Le second était une mère vicieuse qui saigne ses jeunes plutôt que de les nourrir. Le temps des hypothèses, des conspirations et des coups de poignards dans le dos.
Le dernier était la Mort. Et à ce propos, il n’y a rien à ajouter.
Le Vieux, sans être réellement de la fratrie, s’y trouvait apparenté, étant quelque chose comme un cousin issu de germain, ou un grand oncle, on ne savait trop au juste.

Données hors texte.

#[cfg(test)]
mod tests {
    use super::*;
    use crate::bytecode::ProgramBuilder;
    use crate::runtime::runtime_error::ErrorKind;

    // ============================================================
    // Test Helpers
    // ============================================================

    fn bc(op: Opcode, arg: u8) -> Bytecode {
        Bytecode::new(op, arg)
    }

    fn vm_with_stack(code: Vec<Bytecode>, stack: &[i32]) -> Vm {
        let mut vm = Vm::with_code(code);
        for &v in stack {
            vm.push_data(Register::new(v));
        }
        vm
    }

    /// Run every instruction and return the accumulator
    fn run_ops(code: Vec<Bytecode>, stack: &[i32]) -> Result<i32, RuntimeError> {
        let mut vm = vm_with_stack(code, stack);
        vm.run_to_end()?;
        Ok(vm.accumulator().i32())
    }

    fn assert_acc(code: Vec<Bytecode>, stack: &[i32], expected: i32) {
        let acc = run_ops(code, stack).expect("execution should succeed");
        assert_eq!(acc, expected, "accumulator mismatch");
    }

    fn assert_error(code: Vec<Bytecode>, stack: &[i32], kind: ErrorKind) {
        match run_ops(code, stack) {
            Ok(acc) => panic!("expected {:?} error, got accumulator {}", kind, acc),
            Err(e) => assert_eq!(e.kind(), kind, "unexpected error: {}", e),
        }
    }

    fn live(vm: &Vm) -> Vec<i32> {
        vm.stack().live().iter().map(|r| r.i32()).collect()
    }

    // ============================================================
    // Accumulator opcodes
    // ============================================================

    #[test]
    fn test_add_from_stack() {
        let mut vm = vm_with_stack(vec![bc(Opcode::Add, 0), bc(Opcode::Add, 1)], &[123, 9]);
        vm.set_accumulator(Register::new(456));
        vm.execute_next_instruction().unwrap();
        assert_eq!(vm.accumulator().i32(), 579);
        vm.execute_next_instruction().unwrap();
        assert_eq!(vm.accumulator().i32(), 588);
    }

    #[test]
    fn test_add_imm() {
        assert_acc(vec![bc(Opcode::AddImm, 200), bc(Opcode::AddImm, 55)], &[], 255);
    }

    #[test]
    fn test_load_store_compose() {
        // acc = s0; acc += s1; s2 = acc; acc = 0; acc += s2 + 1
        assert_acc(
            vec![
                bc(Opcode::Load, 0),
                bc(Opcode::Add, 1),
                bc(Opcode::Store, 2),
                bc(Opcode::ZeroAcc, 0),
                bc(Opcode::Add, 2),
                bc(Opcode::AddImm, 1),
            ],
            &[4, 5, 0],
            10,
        );
    }

    #[test]
    fn test_store_writes_slot() {
        let mut vm = vm_with_stack(vec![bc(Opcode::AddImm, 7), bc(Opcode::Store, 1)], &[1, 2]);
        vm.run_to_end().unwrap();
        assert_eq!(live(&vm), vec![1, 7]);
    }

    #[test]
    fn test_zero_acc_resets() {
        for start in [0, -1, i32::MAX, i32::MIN] {
            let mut vm = Vm::with_code(vec![bc(Opcode::ZeroAcc, 0)]);
            vm.set_accumulator(Register::new(start));
            vm.execute_next_instruction().unwrap();
            assert_eq!(vm.accumulator(), Register::ZERO);
        }
    }

    #[test]
    fn test_add_wraps_on_overflow() {
        let mut vm = vm_with_stack(vec![bc(Opcode::Add, 0)], &[1]);
        vm.set_accumulator(Register::new(i32::MAX));
        vm.execute_next_instruction().unwrap();
        assert_eq!(vm.accumulator().i32(), i32::MIN);
    }

    // ============================================================
    // Calling convention
    // ============================================================

    /// ZERO_ACC; ARG 0; ARG 1; CALL foo  with foo = LOAD 0; ADD 1; RET 0
    fn arg_passing_program() -> Program {
        let mut b = ProgramBuilder::new();
        b.push(Opcode::ZeroAcc, 0)
            .push(Opcode::Arg, 0)
            .push(Opcode::Arg, 1)
            .push_call("foo");

        b.begin_label("foo", 0).unwrap();
        b.push(Opcode::Load, 0)
            .push(Opcode::Add, 1)
            .push(Opcode::Ret, 0);
        b.end_label().unwrap();

        b.finish().unwrap()
    }

    #[test]
    fn test_arg_passing_round_trip() {
        let mut vm = Vm::from_program(arg_passing_program());
        vm.push_data(Register::new(1));
        vm.push_data(Register::new(2));

        vm.step(6).unwrap();
        assert_eq!(vm.accumulator().i32(), 3);
        assert_eq!(vm.call_depth(), 1);
        assert_eq!(vm.stack().base(), 2);
    }

    #[test]
    fn test_arg_does_not_touch_accumulator() {
        let mut vm = vm_with_stack(vec![bc(Opcode::Arg, 0), bc(Opcode::ArgImm, 9)], &[5]);
        vm.set_accumulator(Register::new(40));
        vm.step(2).unwrap();
        assert_eq!(vm.accumulator().i32(), 40);
        assert_eq!(vm.pending_args(), 2);
        assert_eq!(live(&vm), vec![5, 5, 9]);
    }

    #[test]
    fn test_call_then_ret_restores_context() {
        let mut vm = Vm::from_program(arg_passing_program());
        vm.push_data(Register::new(1));
        vm.push_data(Register::new(2));

        vm.step(4).unwrap();
        assert_eq!(vm.next_instruction_index(), 4);
        assert_eq!(vm.stack().base(), 2);
        assert_eq!(vm.stack().top(), 4);
        assert_eq!(vm.pending_args(), 0);

        vm.step(3).unwrap();
        assert_eq!(vm.next_instruction_index(), 4);
        assert_eq!(vm.stack().base(), 0);
        assert_eq!(vm.stack().top(), 2);
        assert_eq!(vm.call_depth(), 0);
        assert_eq!(vm.accumulator().i32(), 3);
    }

    #[test]
    fn test_ret_keeps_return_slot() {
        // callee stores its result into its first slot and keeps it live
        let mut b = ProgramBuilder::new();
        b.begin_label("double", 0).unwrap();
        b.push(Opcode::Load, 0)
            .push(Opcode::Add, 0)
            .push(Opcode::Store, 0)
            .push(Opcode::Ret, 1);
        b.end_label().unwrap();
        b.mark_entry().push(Opcode::ArgImm, 21).push_call("double");

        let mut vm = Vm::from_program(b.finish().unwrap());
        vm.push_data(Register::new(-1));
        let steps = vm.run_to_end().unwrap();

        assert_eq!(steps, 6);
        assert_eq!(live(&vm), vec![-1, 42]);
        assert_eq!(vm.stack().base(), 0);
        assert_eq!(vm.accumulator().i32(), 42);
    }

    #[test]
    fn test_locals_are_zeroed_frame_slots() {
        let mut b = ProgramBuilder::new();
        b.begin_label("f", 2).unwrap();
        b.push(Opcode::Load, 0)
            .push(Opcode::Store, 2)
            .push(Opcode::ZeroAcc, 0)
            .push(Opcode::Add, 1)
            .push(Opcode::Add, 2)
            .push(Opcode::Ret, 0);
        b.end_label().unwrap();
        b.mark_entry().push(Opcode::ArgImm, 3).push_call("f");

        let mut vm = Vm::from_program(b.finish().unwrap());
        vm.run_to_end().unwrap();
        // local 1 starts at zero, local 2 received the argument
        assert_eq!(vm.accumulator().i32(), 3);
        assert_eq!(vm.stack().top(), 0);
    }

    #[test]
    fn test_nested_calls_unwind_lifo() {
        let mut b = ProgramBuilder::new();
        b.begin_label("inner", 0).unwrap();
        b.push(Opcode::Load, 0).push(Opcode::AddImm, 1).push(Opcode::Ret, 0);
        b.end_label().unwrap();

        b.begin_label("outer", 0).unwrap();
        b.push(Opcode::Arg, 0).push_call("inner").push(Opcode::Ret, 0);
        b.end_label().unwrap();

        b.mark_entry().push(Opcode::ArgImm, 10).push_call("outer");
        let mut vm = Vm::from_program(b.finish().unwrap());

        vm.step(4).unwrap();
        assert_eq!(vm.call_depth(), 2);
        let frames = vm.call_frames().to_vec();
        assert_eq!(frames[0].saved_base, 0);
        assert_eq!(frames[0].saved_top, 0);
        assert_eq!(frames[1].saved_base, 0);
        assert_eq!(frames[1].saved_top, 1);

        vm.step(3).unwrap();
        assert_eq!(vm.call_depth(), 1);
        assert_eq!(vm.stack().base(), 0);
        assert_eq!(vm.stack().top(), 1);

        vm.step(1).unwrap();
        assert_eq!(vm.call_depth(), 0);
        assert_eq!(vm.stack().top(), 0);
        assert_eq!(vm.accumulator().i32(), 11);
        assert_eq!(vm.next_instruction_index(), vm.code().len());
    }

    // ============================================================
    // Direct construction API
    // ============================================================

    #[test]
    fn test_labels_on_vm() {
        let mut vm = Vm::new();
        let foo = vm.begin_label("foo", 0).unwrap();
        vm.push_instruction(bc(Opcode::Load, 0));
        vm.push_instruction(bc(Opcode::Add, 1));
        vm.push_instruction(bc(Opcode::Ret, 0));
        vm.end_label().unwrap();

        let bar = vm.begin_label("bar", 1).unwrap();
        vm.push_instruction(bc(Opcode::Ret, 0));
        vm.end_label().unwrap();

        assert_ne!(foo, bar);
        assert_eq!(vm.function_table(), &[0, 3]);

        let main = vm.code().len();
        vm.push_instruction(bc(Opcode::ZeroAcc, 0));
        vm.push_instruction(bc(Opcode::Arg, 0));
        vm.push_instruction(bc(Opcode::Arg, 1));
        vm.push_call_instruction("foo").unwrap();
        assert_eq!(vm.code()[main + 3], bc(Opcode::Call, foo as u8));

        vm.push_data(Register::new(1));
        vm.push_data(Register::new(2));
        vm.set_next_instruction_index(main);
        vm.step(6).unwrap();
        assert_eq!(vm.accumulator().i32(), 3);
    }

    #[test]
    fn test_call_to_unknown_label() {
        let mut vm = Vm::new();
        assert_eq!(
            vm.push_call_instruction("nope"),
            Err(BuildError::UnknownLabel("nope".to_string()))
        );
        assert!(vm.code().is_empty());
    }

    #[test]
    fn test_call_to_label_past_operand_range() {
        let mut program = Program::new();
        program.code.push(bc(Opcode::Ret, 0));
        for i in 0..300 {
            program.functions.push(0);
            program.frame_sizes.push(0);
            program.names.push(format!("f{}", i));
        }

        let mut vm = Vm::from_program(program);
        assert_eq!(
            vm.push_call_instruction("f299"),
            Err(BuildError::FunctionTableFull(299))
        );
        assert_eq!(vm.code().len(), 1);

        vm.push_call_instruction("f255").unwrap();
        assert_eq!(vm.code()[1], bc(Opcode::Call, 255));
    }

    #[test]
    fn test_vm_label_nesting_and_duplicates() {
        let mut vm = Vm::new();
        vm.begin_label("a", 0).unwrap();
        assert!(matches!(
            vm.begin_label("b", 0),
            Err(BuildError::NestedLabel { .. })
        ));
        vm.end_label().unwrap();
        assert_eq!(vm.end_label(), Err(BuildError::NoOpenLabel));
        assert_eq!(
            vm.begin_label("a", 0),
            Err(BuildError::DuplicateLabel("a".to_string()))
        );
    }

    #[test]
    fn test_load_raw() {
        let mut vm = Vm::new();
        vm.load_raw(&[1, 5, 1, 6]).unwrap();
        vm.run_to_end().unwrap();
        assert_eq!(vm.accumulator().i32(), 11);

        assert_eq!(vm.load_raw(&[1]), Err(RuntimeError::TruncatedBytecode(1)));
        assert_eq!(vm.load_raw(&[1, 0, 99, 0]), Err(RuntimeError::UnknownOpcode(99)));
        assert_eq!(vm.code().len(), 2);
    }

    #[test]
    fn test_execute_instructions_outside_buffer() {
        let mut vm = vm_with_stack(vec![], &[3, 4]);
        vm.execute_instructions(&[bc(Opcode::Load, 1), bc(Opcode::Add, 0)])
            .unwrap();
        assert_eq!(vm.accumulator().i32(), 7);
        assert_eq!(vm.next_instruction_index(), 0);
    }

    // ============================================================
    // Errors
    // ============================================================

    #[test]
    fn test_error_read_past_frame() {
        assert_error(vec![bc(Opcode::Load, 2)], &[1, 2], ErrorKind::StackDiscipline);
        assert_error(vec![bc(Opcode::Store, 0)], &[], ErrorKind::StackDiscipline);
        assert_error(vec![bc(Opcode::Arg, 1)], &[1], ErrorKind::StackDiscipline);
    }

    #[test]
    fn test_error_ret_without_call() {
        let err = run_ops(vec![bc(Opcode::Ret, 0)], &[]).unwrap_err();
        assert_eq!(err, RuntimeError::CallStackUnderflow);
        assert_eq!(err.kind(), ErrorKind::Integrity);
    }

    #[test]
    fn test_error_unregistered_function() {
        let err = run_ops(vec![bc(Opcode::Call, 3)], &[]).unwrap_err();
        assert_eq!(err, RuntimeError::UnknownFunction { index: 3, count: 0 });
    }

    #[test]
    fn test_error_running_off_the_end() {
        let mut vm = Vm::with_code(vec![bc(Opcode::ZeroAcc, 0)]);
        vm.step(1).unwrap();
        assert_eq!(
            vm.execute_next_instruction(),
            Err(RuntimeError::InstructionOutOfRange { ip: 1, len: 1 })
        );
    }

    #[test]
    fn test_error_ret_keeps_too_many_slots() {
        let mut b = ProgramBuilder::new();
        b.begin_label("f", 0).unwrap();
        b.push(Opcode::Ret, 2);
        b.end_label().unwrap();
        b.mark_entry().push(Opcode::ArgImm, 1).push_call("f");

        let mut vm = Vm::from_program(b.finish().unwrap());
        let err = vm.run_to_end().unwrap_err();
        assert_eq!(err.kind(), ErrorKind::StackDiscipline);
        // the frame is still in place
        assert_eq!(vm.call_depth(), 1);
    }

    #[test]
    fn test_error_call_depth_limit() {
        let mut b = ProgramBuilder::new();
        b.begin_label("forever", 0).unwrap();
        b.push_call("forever");
        b.end_label().unwrap();
        b.mark_entry().push_call("forever");

        let mut vm = Vm::from_program(b.finish().unwrap());
        let err = vm.run_to_end().unwrap_err();
        assert_eq!(err, RuntimeError::CallDepthExceeded(1000));
        assert_eq!(err.kind(), ErrorKind::Limit);
    }

    #[test]
    fn test_error_step_limit() {
        let config = VmConfig {
            max_steps: Some(2),
            ..VmConfig::default()
        };
        let mut vm = Vm::with_config(config);
        for _ in 0..3 {
            vm.push_instruction(bc(Opcode::AddImm, 1));
        }
        assert_eq!(vm.run_to_end(), Err(RuntimeError::StepLimitExceeded(2)));
        assert_eq!(vm.accumulator().i32(), 2);
    }

    #[test]
    fn test_error_stack_limit() {
        let config = VmConfig {
            max_stack_size: 2,
            ..VmConfig::default()
        };
        let mut vm = Vm::with_config(config);
        for _ in 0..3 {
            vm.push_instruction(bc(Opcode::ArgImm, 1));
        }
        assert_eq!(vm.run_to_end(), Err(RuntimeError::StackOverflow(2)));
    }

    // ============================================================
    // Diagnostics
    // ============================================================

    #[test]
    fn test_print_registers() {
        let mut vm = vm_with_stack(vec![], &[1, 2]);
        vm.set_accumulator(Register::new(3));

        let mut out = Vec::new();
        vm.print_registers(&mut out).unwrap();
        let text = String::from_utf8(out).unwrap();

        assert!(text.contains("--- ACC ---"));
        assert!(text.contains("<Register i32(3)>"));
        assert!(text.contains("sbp: 0 stp: 2"));
        assert!(text.contains(" 1 | "));
    }

    #[test]
    fn test_print_next_instruction() {
        let vm = Vm::with_code(vec![bc(Opcode::AddImm, 4)]);
        let mut out = Vec::new();
        vm.print_next_instruction(&mut out).unwrap();
        assert_eq!(String::from_utf8(out).unwrap(), "  0 | ADD_IMM 4\n");
    }

    #[test]
    fn test_print_current_state_includes_call_stack() {
        let mut vm = Vm::from_program(arg_passing_program());
        vm.push_data(Register::new(1));
        vm.push_data(Register::new(2));
        vm.step(4).unwrap();

        let mut out = Vec::new();
        vm.print_current_state(&mut out).unwrap();
        let text = String::from_utf8(out).unwrap();
        assert!(text.contains("--- CALL STACK ---"));
        assert!(text.contains(" 0 | ret @0004 sbp 0 stp 2"));
    }
}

Ce petit monde avait cohabité, plutôt en mauvais terme par ailleurs, durant plusieurs millénaires, mais aujourd’hui, avec la débâcle du monde ajoutée à celle des hommes, il n’était plus question de fratrie, ni de lignée, pas plus que d’alliance. Aujourd’hui avait douloureusement sonné le glas de la course du temps comme on la connaissait, amenant l’ère du chacun pour soi, ce qui, évidemment, devait tous les mener à leur perte. On aurait pu penser, en toute logique, que l’Hydre étant la gardienne de l’ordre des choses, elle aurait dû s’en trouver préservée, mais pour avoir une légitimité, une raison de gouverner, encore faut-il avoir matière à le faire. Hors il se trouvait que de la matière, elle n’en avait pas. L’histoire devait mal finir, mais de ce dernier point, vous pourrez en juger vous-mêmes. Patience.
A n’en pas douter, si les gens ordinaires –les Endormis comme nous les nommons- s’étaient douté, ne serait-ce qu’un seul instant, de la nature de ceux qui travaillaient dans cette librairie, ils n’y auraient plus remis les pieds. Ou au contraire, les foules auraient commencé à affluer, avides de sensations, d’informations, de frissons et de potins à s’échanger pour secouer des vies trop fades. Encore eut-il fallût que les Endormis apprennent à regarder, ou tout du moins, aient l’envie sincère de le faire. Et nous savons, vous, moi, le premier gobelin des toilettes venu, que ça n’est pas le cas.